What is the purpose of a preview clip? Easy - you should present your song in advance so that the greater audience of Eurovision is already a bit familiar with it before the big final.
It is also great if it can stand out from the rest and raise the interest in your entry. If people remember you better than the others, the is an advantage.
These days, when the previews are more for internet use than for televised presentations (in most countries anyway), a good clip is one that stands out, makes people remember you, invites to viewer to watch again and again. If you succeed at this, a lot more people will know your song in time for the final.
If they know your song, they are more likely to vote for it.
Svetlana Loboda from Ukraine knows a thing or two about how to get noticed. You can suck on fruit. You can fly a whip over your dancers. You can crawl around in melted chocolate. For instance.

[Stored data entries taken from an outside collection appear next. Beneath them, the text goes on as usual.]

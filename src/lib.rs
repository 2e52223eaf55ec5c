pub mod config;
pub mod engine;
pub mod errors;
pub mod hash;
pub mod queue;
pub mod storage;
pub mod subtitle;
pub mod transcode;
use std::fs;
use std::path::{Path, PathBuf};

use crate::errors::{FavError, Result};
use super::models::{ClipMetadata, StoredClip};

const CLIP_FILE: &str = "clip.mp4";
const METADATA_FILE: &str = "metadata.json";

pub trait ObjectStore: Send + Sync {
    fn put(&self, key: &str, binary: &Path, metadata: &ClipMetadata) -> Result<()>;
    fn get(&self, key: &str) -> Result<Option<StoredClip>>;
    // Deleting a missing key is not an error.
    fn delete(&self, key: &str) -> Result<()>;
    fn list(&self) -> Result<Vec<String>>;
    fn update_tags(&self, key: &str, tags: &[String]) -> Result<()>;
}

pub struct LocalObjectStore {
    root: PathBuf,
}

fn validate_key(key: &str) -> Result<()> {
    if key.is_empty() || !key.chars().all(|c| c.is_ascii_alphanumeric() || c == '-' || c == '_') {
        return Err(FavError::InvalidInput(format!("invalid object key: {:?}", key)));
    }
    Ok(())
}

fn write_atomic(path: &Path, contents: &[u8]) -> Result<()> {
    let tmp = path.with_extension("tmp");
    fs::write(&tmp, contents)?;
    fs::rename(&tmp, path)?;
    Ok(())
}

impl LocalObjectStore {
    pub fn new(root: PathBuf) -> Result<Self> {
        fs::create_dir_all(&root)?;
        Ok(Self { root })
    }

    fn dir(&self, key: &str) -> Result<PathBuf> {
        validate_key(key)?;
        Ok(self.root.join(key))
    }

    fn read_metadata(&self, dir: &Path) -> Result<Option<ClipMetadata>> {
        match fs::read(dir.join(METADATA_FILE)) {
            Ok(bytes) => Ok(Some(serde_json::from_slice(&bytes)?)),
            Err(e) if e.kind() == std::io::ErrorKind::NotFound => Ok(None),
            Err(e) => Err(FavError::Io(e)),
        }
    }

    fn write_metadata(&self, dir: &Path, metadata: &ClipMetadata) -> Result<()> {
        let json = serde_json::to_vec_pretty(metadata)?;
        write_atomic(&dir.join(METADATA_FILE), &json)
    }
}

impl ObjectStore for LocalObjectStore {
    fn put(&self, key: &str, binary: &Path, metadata: &ClipMetadata) -> Result<()> {
        let dir = self.dir(key)?;
        fs::create_dir_all(&dir)?;
        let clip_path = dir.join(CLIP_FILE);
        let partial = clip_path.with_extension("part");
        fs::copy(binary, &partial)?;
        fs::rename(&partial, &clip_path)?;
        // Metadata last: a key without metadata.json is invisible to get() and list().
        self.write_metadata(&dir, metadata)
    }

    fn get(&self, key: &str) -> Result<Option<StoredClip>> {
        let dir = self.dir(key)?;
        Ok(self.read_metadata(&dir)?.map(|metadata| StoredClip {
            clip_file: dir.join(CLIP_FILE),
            metadata,
        }))
    }

    fn delete(&self, key: &str) -> Result<()> {
        match fs::remove_dir_all(self.dir(key)?) {
            Ok(()) => Ok(()),
            Err(e) if e.kind() == std::io::ErrorKind::NotFound => Ok(()),
            Err(e) => Err(FavError::Io(e)),
        }
    }

    fn list(&self) -> Result<Vec<String>> {
        let mut keys = Vec::new();
        for entry in fs::read_dir(&self.root)? {
            let entry = entry?;
            if !entry.file_type()?.is_dir() || !entry.path().join(METADATA_FILE).is_file() {
                continue;
            }
            if let Some(name) = entry.file_name().to_str() {
                keys.push(name.to_string());
            }
        }
        keys.sort();
        Ok(keys)
    }

    fn update_tags(&self, key: &str, tags: &[String]) -> Result<()> {
        let dir = self.dir(key)?;
        let mut metadata = self
            .read_metadata(&dir)?
            .ok_or_else(|| FavError::NotFound(format!("Object {} not found", key)))?;
        metadata.tags = tags.to_vec();
        self.write_metadata(&dir, &metadata)
    }
}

Her preview clip for the 2009 Ukrainian entry is a big bad-taste party, a filmed orgy with too much of everything. Excessive images are thrown at you in a fast pace and before three minutes are over, you will be slightly out of breath.
A bit like a mental roller coaster. With music.
The clip isn't even as excessive as it looks - most of the images shown are bits and pieces from earlier Loboda video clips, very cleverly assembled to make them look all new.
Svetlana Loboda - Be My Valentine (Anti-Crisis Girl) (Ukraine preview 2009)
Too much of everything and I love it! In these times, when far too many people want to be cleancut, polite and politically correct, I can not get enough of the Loboda treatment.
Unfortunately, the whole package didn't translate as well as expected onto the live stage, and Svetlana was left in a 12th place - surpringly low and disappointing for Ukraine, a country that should never be discounted at the ESC.